Blogger confirms on Twitter that 'Post' website blocked; Website editor: Shame Saudi regime determined to stifle freedom.

Arab man (Saudi) reading a newspaper 370 (photo credit: REUTERS/Susan Baaghil )
Arab man (Saudi) reading a newspaper 370
(photo credit: REUTERS/Susan Baaghil )
BERLIN – Saudi Arabia’s government appears to have denied access to the website of The Jerusalem Post since early May.
The conservative British based news and opinion website The Commentator first drew attention to the disruption on Tuesday in a report headlined: “Has Saudi Arabia blocked The Jerusalem Post? The article wrote: A lecturer from Saudi Arabia has claimed that the country is blocking access to The Jerusalem Post website.? The prominent Saudi blogger and journalist Ahmed Al- Omran confirmed on his Twitter feed that the Post website “is blocked,” while Haaretz and Ynet are both accessible.
The writer of the Commentator article Ahmed Abdel- Raheem is an Egyptian artist and a PhD student who works as a lecturer at Al-Lith College for Girls, at Saudi Arabia,’s Um Al-Qura University, according to his byline on the Commentator’s website.
He wrote, “Over the past week I have tried to access the website of the newspaper The Jerusalem Post, but every time I click the link of the paper, I have received the message: ‘Sorry, the requested page is unavailable.’” Jpost.com’s managing editor Sara Miller said that, “Since the start of May, there has been an almost 100-percent drop in the number of visits to jpost.com from Saudi Arabia.

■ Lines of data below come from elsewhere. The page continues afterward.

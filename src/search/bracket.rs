//! # Transition bracketing
//!
//! The bracketer consumes the sample times of one confinement interval, evaluates the state
//! once per sample and records every pair of consecutive samples whose membership in the
//! target state differs. Each record is a [`Transition`]: the true transition time lies in
//! `[before, after]`.
//!
//! If the first sample of the interval is already in the target state, a zero-width
//! implicit `Enter` is recorded at the left endpoint, so a condition active when the
//! interval opens is reported from that endpoint rather than missed.
use log::trace;

use crate::constants::Seconds;
use crate::evaluator::StateEvaluator;
use crate::gfsearch_errors::SearchError;
use crate::window::Interval;

#[derive(Debug, Clone, Copy, PartialEq, Eq)]
pub enum Direction {
    /// Outside the target before, inside after.
    Enter,
    /// Inside the target before, outside after.
    Leave,
}

/// A sample pair bracketing a change of membership.
#[derive(Debug, Clone, Copy, PartialEq)]
pub struct Transition {
    pub before: Seconds,
    pub after: Seconds,
    pub direction: Direction,
}

impl Transition {
    pub(crate) fn implicit_enter(t: Seconds) -> Self {
        Transition {
            before: t,
            after: t,
            direction: Direction::Enter,
        }
    }

    pub fn width(&self) -> Seconds {
        self.after - self.before
    }

    /// Zero-width `Enter` recorded at the left endpoint of a confinement interval.
    pub fn is_implicit(&self) -> bool {
        self.direction == Direction::Enter && self.before == self.after
    }
}

/// Transitions found in one confinement interval, with the work it took.
#[derive(Debug, Clone, Default, PartialEq)]
pub struct Brackets {
    pub transitions: Vec<Transition>,
    pub samples: usize,
    pub evaluations: usize,
}

pub struct TransitionBracketer<'a, E: StateEvaluator> {
    evaluator: &'a E,
    target: &'a E::State,
}

impl<'a, E: StateEvaluator> TransitionBracketer<'a, E> {
    pub fn new(evaluator: &'a E, target: &'a E::State) -> Self {
        TransitionBracketer { evaluator, target }
    }

    /// Bracket the transitions of `interval` from its sample times.
    ///
    /// Arguments
    /// -----------------
    /// * `interval` – confinement interval being searched, reported in errors.
    /// * `samples` – ascending sample times of `interval`, as produced by
    ///   [`StepSampler`](crate::search::sampler::StepSampler).
    ///
    /// Return
    /// ----------
    /// * The transitions in ascending time, alternating `Enter`/`Leave`.
    /// * The first sampling error, or [`SearchError::EvaluationFailed`] (without partial
    ///   result) when the evaluator fails.
    pub fn bracket<I>(&self, interval: &Interval, samples: I) -> Result<Brackets, SearchError>
    where
        I: IntoIterator<Item = Result<Seconds, SearchError>>,
    {
        let mut out = Brackets::default();
        let mut prev: Option<(Seconds, bool)> = None;

        for sample in samples {
            let t = sample?;
            let inside = is_target(self.evaluator, self.target, t, interval)?;
            out.samples += 1;
            out.evaluations += 1;

            let transition = match prev {
                None if inside => Some(Transition::implicit_enter(t)),
                Some((before, was_inside)) if was_inside != inside => Some(Transition {
                    before,
                    after: t,
                    direction: if inside {
                        Direction::Enter
                    } else {
                        Direction::Leave
                    },
                }),
                _ => None,
            };
            if let Some(tr) = transition {
                trace!(
                    "{:?} bracketed in [{}, {}] on {interval}",
                    tr.direction,
                    tr.before,
                    tr.after
                );
                out.transitions.push(tr);
            }
            prev = Some((t, inside));
        }

        Ok(out)
    }
}

/// Membership of `state(t)` in the target, with evaluator failures mapped to
/// [`SearchError::EvaluationFailed`].
pub(crate) fn is_target<E: StateEvaluator>(
    evaluator: &E,
    target: &E::State,
    t: Seconds,
    interval: &Interval,
) -> Result<bool, SearchError> {
    evaluator
        .state(t)
        .map(|s| &s == target)
        .map_err(|e| SearchError::EvaluationFailed {
            time: t,
            interval: *interval,
            source: Box::new(e),
            partial: None,
        })
}
#![allow(dead_code)]

use approx::assert_abs_diff_eq;
use gfsearch::evaluator::{from_fn, FnEvaluator};
use gfsearch::TimeWindow;

/// Boolean evaluator true on the closed intervals of `pairs` (flat start/end values).
pub fn square_wave(pairs: &[f64]) -> FnEvaluator<impl Fn(f64) -> bool, bool> {
    let truth = TimeWindow::from_pairs(pairs).unwrap();
    from_fn(move |t: f64| truth.contains(t))
}

/// Flat start/end values of `n` true spans of width `width`, one every `period` seconds
/// starting at `offset`.
pub fn periodic_pairs(n: usize, period: f64, width: f64, offset: f64) -> Vec<f64> {
    (0..n)
        .flat_map(|k| {
            let start = offset + k as f64 * period;
            [start, start + width]
        })
        .collect()
}

/// Same cardinality and endpoints within `epsilon`.
pub fn assert_window_close(actual: &TimeWindow, expected: &[f64], epsilon: f64) {
    assert_eq!(
        actual.to_pairs().len(),
        expected.len(),
        "window {actual} does not match {expected:?}"
    );
    for (a, e) in actual.to_pairs().iter().zip(expected) {
        assert_abs_diff_eq!(*a, *e, epsilon = epsilon);
    }
}

pub fn init_logger() {
    let _ = env_logger::builder().is_test(true).try_init();
}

“Up until April 30,” she said, “we were getting hundreds of visits from Saudi Arabia every day, and now it is less than 10. There is clearly a demand for news from The Jerusalem Post, and it is a shame that the Saudi regime is proving yet again that it is determined to stifle freedom of thought and expression among its own population.”
Speaking with the Post from London by telephone, Raheem Kassam, the executive editor of The Commentator, said the “Saudis might have kept their eye on the Post for a while and it reached a tipping point.”
He added there have been a lot of stories critical of Saudi Arabia, including reports about the coronavirus affecting the Saudi population.
Kassam said the Jpost stories are “more in depth” about Saudi human rights abuses and the virus and that might be an element to the Saudis interest in blocking access to the Post’s website.
“The Gulf countries want to control reporting” about the coronavirus and cannot do that with non- Saudi publications in the Middle East, said Kassam.
Phone calls and emails from the Post to the Saudi Embassy in Berlin and Washington DC were not immediately returned.
Ahmed Abdel-Raheem, author of the Commentator article, added that “Thinking that there would be a problem with my network or laptop, I tried to surf the news outlet from other networks and laptops, but there was no hope.
In the end, I became very sure that the website had been blocked.”
Kassam, the executive editor of The Commentator, said Abdel-Raheem has written for the website “from afar” in Egypt and Saudi Arabia.